| Aim of the exercise |
State the number of lines in the material below that have "execution" in them, without any other text.

| Data extracts |
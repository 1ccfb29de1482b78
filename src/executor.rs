//! Prepared statement execution: bind, fetch cycle, portal teardown.

use std::io::{Read, Write};
use std::mem;
use std::sync::Arc;

use crate::connection::{Connection, Wire};
use crate::error::{ErrorFields, Result};
use crate::protocol::backend::BackendMessage;
use crate::protocol::frontend::{write_bind, write_close_portal, write_execute, write_flush, write_sync};
use crate::row::{Column, Row};
use crate::statement::{Param, PreparedStatement};

/// Result of one buffered execution: the rows in server-emitted order plus
/// the command tag (empty when the cycle ended in suspension).
#[derive(Debug)]
pub struct QueryResult {
    columns: Arc<[Column]>,
    rows: Vec<Row>,
    command_tag: String,
}

impl QueryResult {
    /// Column metadata of the result set.
    pub fn columns(&self) -> &[Column] {
        &self.columns
    }

    /// Buffered rows in arrival order.
    pub fn rows(&self) -> &[Row] {
        &self.rows
    }

    /// Number of buffered rows.
    pub fn len(&self) -> usize {
        self.rows.len()
    }

    /// Check if no rows were buffered.
    pub fn is_empty(&self) -> bool {
        self.rows.is_empty()
    }

    /// Command tag reported by the server (e.g. "SELECT 3"); empty if the
    /// cycle ended in portal suspension.
    pub fn command_tag(&self) -> &str {
        &self.command_tag
    }

    /// Parse the affected-row count from the command tag, if present.
    pub fn rows_affected(&self) -> Option<u64> {
        let mut parts = self.command_tag.split_whitespace();
        match (parts.next()?, parts.next(), parts.next()) {
            ("INSERT", Some(_oid), Some(count)) => count.parse().ok(),
            ("SELECT" | "UPDATE" | "DELETE" | "COPY" | "MOVE" | "FETCH", Some(count), None) => {
                count.parse().ok()
            }
            _ => None,
        }
    }

    /// Take ownership of the rows.
    pub fn into_rows(self) -> Vec<Row> {
        self.rows
    }
}

/// Where decoded rows go during one fetch cycle. Decided once at `execute`
/// entry and held for the cycle's lifetime.
enum RowSink<'f> {
    Buffered(Vec<Row>),
    Streamed(&'f mut dyn FnMut(Row) -> Result<()>),
}

impl RowSink<'_> {
    fn push(&mut self, row: Row) -> Result<()> {
        match self {
            RowSink::Buffered(rows) => {
                rows.push(row);
                Ok(())
            }
            RowSink::Streamed(f) => f(row),
        }
    }
}

enum Flow {
    Continue,
    Finished,
}

/// Executes one prepared statement invocation: binds parameters to a fresh
/// portal at construction, drives the Execute/Sync/Flush fetch cycle, and
/// releases the portal on [`close`](Self::close).
///
/// Server errors during a fetch cycle are recovered into [`error`](Self::error)
/// rather than returned as `Err`; only transport failures propagate. Callers
/// must check `error()` before trusting the result.
///
/// # Example
///
/// ```ignore
/// let stmt = conn.prepare("s1", "SELECT id FROM t WHERE org = $1")?;
/// let mut exec = Executor::bind(&conn, &stmt, &[Param::new(23, b"7".to_vec())])?;
/// exec.execute()?;
/// if let Some(err) = exec.error() {
///     eprintln!("server rejected query: {err}");
/// } else if let Some(result) = exec.result() {
///     for row in result.rows() {
///         println!("{:?}", row.get(0));
///     }
/// }
/// exec.close()?;
/// ```
pub struct Executor<'a, S> {
    conn: &'a Connection<S>,
    statement: &'a PreparedStatement,
    portal_name: String,
    columns: Arc<[Column]>,
    max_rows: u32,
    error: Option<ErrorFields>,
    result: Option<QueryResult>,
    suspended: bool,
}

impl<'a, S: Read + Write> Executor<'a, S> {
    /// Bind `params` to a fresh portal over `statement`.
    ///
    /// Sends Bind + Flush immediately without awaiting a response; the
    /// acknowledgement (or a bind error) is consumed during the next
    /// [`execute`](Self::execute) call's message loop. Parameter arity and
    /// types are the prepare step's contract, not validated here.
    pub fn bind(
        conn: &'a Connection<S>,
        statement: &'a PreparedStatement,
        params: &[Param],
    ) -> Result<Self> {
        let portal_name = conn.generate_portal_name();

        conn.exclusive(|wire| {
            wire.send(|buf| {
                write_bind(buf, &portal_name, &statement.name, params);
                write_flush(buf);
            })
        })?;

        Ok(Self {
            conn,
            statement,
            portal_name,
            columns: Arc::clone(&statement.columns),
            max_rows: 0,
            error: None,
            result: None,
            suspended: false,
        })
    }

    /// Set the per-cycle row limit (0 = no limit, the default).
    ///
    /// With a nonzero limit the server may answer a cycle with
    /// PortalSuspended instead of CommandComplete; see
    /// [`is_suspended`](Self::is_suspended).
    pub fn max_rows(&mut self, max_rows: u32) -> &mut Self {
        self.max_rows = max_rows;
        self
    }

    /// Run one fetch cycle, buffering all rows.
    ///
    /// On return, [`result`](Self::result) holds the buffered rows unless the
    /// server reported an error, in which case [`error`](Self::error) is set
    /// and the result is absent. Re-invocation runs another Execute cycle on
    /// the same portal (continuing after a suspension).
    pub fn execute(&mut self) -> Result<()> {
        let mut sink = RowSink::Buffered(Vec::new());
        self.execute_inner(&mut sink)
    }

    /// Run one fetch cycle, delivering each row to `row_handler` as it is
    /// decoded. Nothing is retained; [`result`](Self::result) stays absent.
    ///
    /// After a suspension (nonzero [`max_rows`](Self::max_rows)), call this
    /// again to fetch the next batch; the core never auto-continues.
    pub fn execute_with(&mut self, mut row_handler: impl FnMut(Row) -> Result<()>) -> Result<()> {
        let mut sink = RowSink::Streamed(&mut row_handler);
        self.execute_inner(&mut sink)
    }

    fn execute_inner(&mut self, sink: &mut RowSink<'_>) -> Result<()> {
        self.error = None;
        self.result = None;
        self.suspended = false;

        tracing::debug!(
            sql = %self.statement.sql,
            portal = %self.portal_name,
            max_rows = self.max_rows,
            "executing prepared statement"
        );

        let conn = self.conn;
        conn.exclusive(|wire| self.run(wire, sink))
    }

    /// The fetch cycle: Execute + Sync + Flush, then drain the response
    /// stream until ReadyForQuery. Caller holds the connection lock.
    fn run(&mut self, wire: &mut Wire<S>, sink: &mut RowSink<'_>) -> Result<()> {
        let portal_name = self.portal_name.as_str();
        let max_rows = self.max_rows;
        wire.send(|buf| {
            write_execute(buf, portal_name, max_rows);
            write_sync(buf);
            write_flush(buf);
        })?;

        loop {
            let message = wire.read_message()?;
            match self.process_message(message, sink)? {
                Flow::Continue => {}
                Flow::Finished => return Ok(()),
            }
        }
    }

    /// Portal-specific dispatch; everything not intercepted here falls
    /// through to the generic per-statement processor.
    fn process_message(&mut self, message: BackendMessage, sink: &mut RowSink<'_>) -> Result<Flow> {
        match message {
            // Synchronization point: the portal is ready, nothing to record.
            BackendMessage::BindComplete => Ok(Flow::Continue),
            BackendMessage::PortalSuspended => {
                self.handle_portal_suspended(sink);
                Ok(Flow::Continue)
            }
            other => self.process_common(other, sink),
        }
    }

    /// The row limit was reached with rows remaining. Buffered callers get
    /// whatever was buffered so far as a finished result; streamed callers
    /// decide themselves whether to run another cycle.
    fn handle_portal_suspended(&mut self, sink: &mut RowSink<'_>) {
        self.suspended = true;
        match sink {
            RowSink::Buffered(_) => self.complete_operation(sink, String::new()),
            RowSink::Streamed(_) => self.result = None,
        }
    }

    /// Generic message processing shared by all statement kinds: row decode
    /// and dispatch, completion detection, error capture.
    fn process_common(&mut self, message: BackendMessage, sink: &mut RowSink<'_>) -> Result<Flow> {
        match message {
            BackendMessage::RowDescription(columns) => {
                self.columns = columns.into();
                Ok(Flow::Continue)
            }
            BackendMessage::DataRow(values) => {
                let row = Row::new(Arc::clone(&self.columns), values)?;
                sink.push(row)?;
                Ok(Flow::Continue)
            }
            BackendMessage::CommandComplete(tag) => {
                self.complete_operation(sink, tag);
                Ok(Flow::Continue)
            }
            BackendMessage::EmptyQueryResponse => {
                self.complete_operation(sink, String::new());
                Ok(Flow::Continue)
            }
            BackendMessage::ErrorResponse(fields) => {
                self.error = Some(fields);
                Ok(Flow::Continue)
            }
            BackendMessage::NoticeResponse(fields) => {
                tracing::debug!(notice = %fields, "notice during execution");
                Ok(Flow::Continue)
            }
            BackendMessage::ParameterStatus { name, value } => {
                tracing::debug!(%name, %value, "parameter changed during execution");
                Ok(Flow::Continue)
            }
            BackendMessage::ReadyForQuery(_) => Ok(Flow::Finished),
            unexpected @ (BackendMessage::ParseComplete
            | BackendMessage::CloseComplete
            | BackendMessage::NoData
            | BackendMessage::ParameterDescription(_)
            | BackendMessage::BindComplete
            | BackendMessage::PortalSuspended) => Err(crate::error::Error::Protocol(format!(
                "unexpected message during fetch cycle: {}",
                MessageKind(&unexpected)
            ))),
        }
    }

    fn complete_operation(&mut self, sink: &mut RowSink<'_>, command_tag: String) {
        match sink {
            RowSink::Buffered(rows) => {
                self.result = Some(QueryResult {
                    columns: Arc::clone(&self.columns),
                    rows: mem::take(rows),
                    command_tag,
                });
            }
            RowSink::Streamed(_) => self.result = None,
        }
    }

    /// Release the server-side portal: Close + Flush, then drain responses
    /// until CloseComplete. Every other message in between is discarded.
    ///
    /// Consumes the executor, so teardown happens exactly once. A transport
    /// error here means the portal's state is unknown and the connection
    /// should be discarded.
    pub fn close(self) -> Result<()> {
        let portal_name = self.portal_name;
        self.conn.exclusive(|wire| {
            wire.send(|buf| {
                write_close_portal(buf, &portal_name);
                write_flush(buf);
            })?;

            loop {
                match wire.read_message()? {
                    BackendMessage::CloseComplete => return Ok(()),
                    other => {
                        tracing::debug!(
                            kind = %MessageKind(&other),
                            portal = %portal_name,
                            "discarding message while draining portal close"
                        );
                    }
                }
            }
        })
    }

    /// Name of the portal this executor owns.
    pub fn portal_name(&self) -> &str {
        &self.portal_name
    }

    /// Server error captured during the last cycle, if any.
    pub fn error(&self) -> Option<&ErrorFields> {
        self.error.as_ref()
    }

    /// Buffered result of the last cycle. Absent in streamed mode, after a
    /// server error, or before the first `execute`.
    pub fn result(&self) -> Option<&QueryResult> {
        self.result.as_ref()
    }

    /// Take ownership of the buffered result.
    pub fn take_result(&mut self) -> Option<QueryResult> {
        self.result.take()
    }

    /// True if the last cycle ended in portal suspension (more rows remain
    /// on the server than the row limit allowed).
    pub fn is_suspended(&self) -> bool {
        self.suspended
    }
}

/// Compact display of a message's kind for diagnostics, without dumping
/// row payloads into logs.
struct MessageKind<'m>(&'m BackendMessage);

impl std::fmt::Display for MessageKind<'_> {
    fn fmt(&self, f: &mut std::fmt::Formatter<'_>) -> std::fmt::Result {
        let name = match self.0 {
            BackendMessage::BindComplete => "BindComplete",
            BackendMessage::CloseComplete => "CloseComplete",
            BackendMessage::ParseComplete => "ParseComplete",
            BackendMessage::NoData => "NoData",
            BackendMessage::PortalSuspended => "PortalSuspended",
            BackendMessage::ParameterDescription(_) => "ParameterDescription",
            BackendMessage::RowDescription(_) => "RowDescription",
            BackendMessage::DataRow(_) => "DataRow",
            BackendMessage::CommandComplete(_) => "CommandComplete",
            BackendMessage::EmptyQueryResponse => "EmptyQueryResponse",
            BackendMessage::ErrorResponse(_) => "ErrorResponse",
            BackendMessage::NoticeResponse(_) => "NoticeResponse",
            BackendMessage::ParameterStatus { .. } => "ParameterStatus",
            BackendMessage::ReadyForQuery(_) => "ReadyForQuery",
        };
        f.write_str(name)
    }
}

| Task result |
4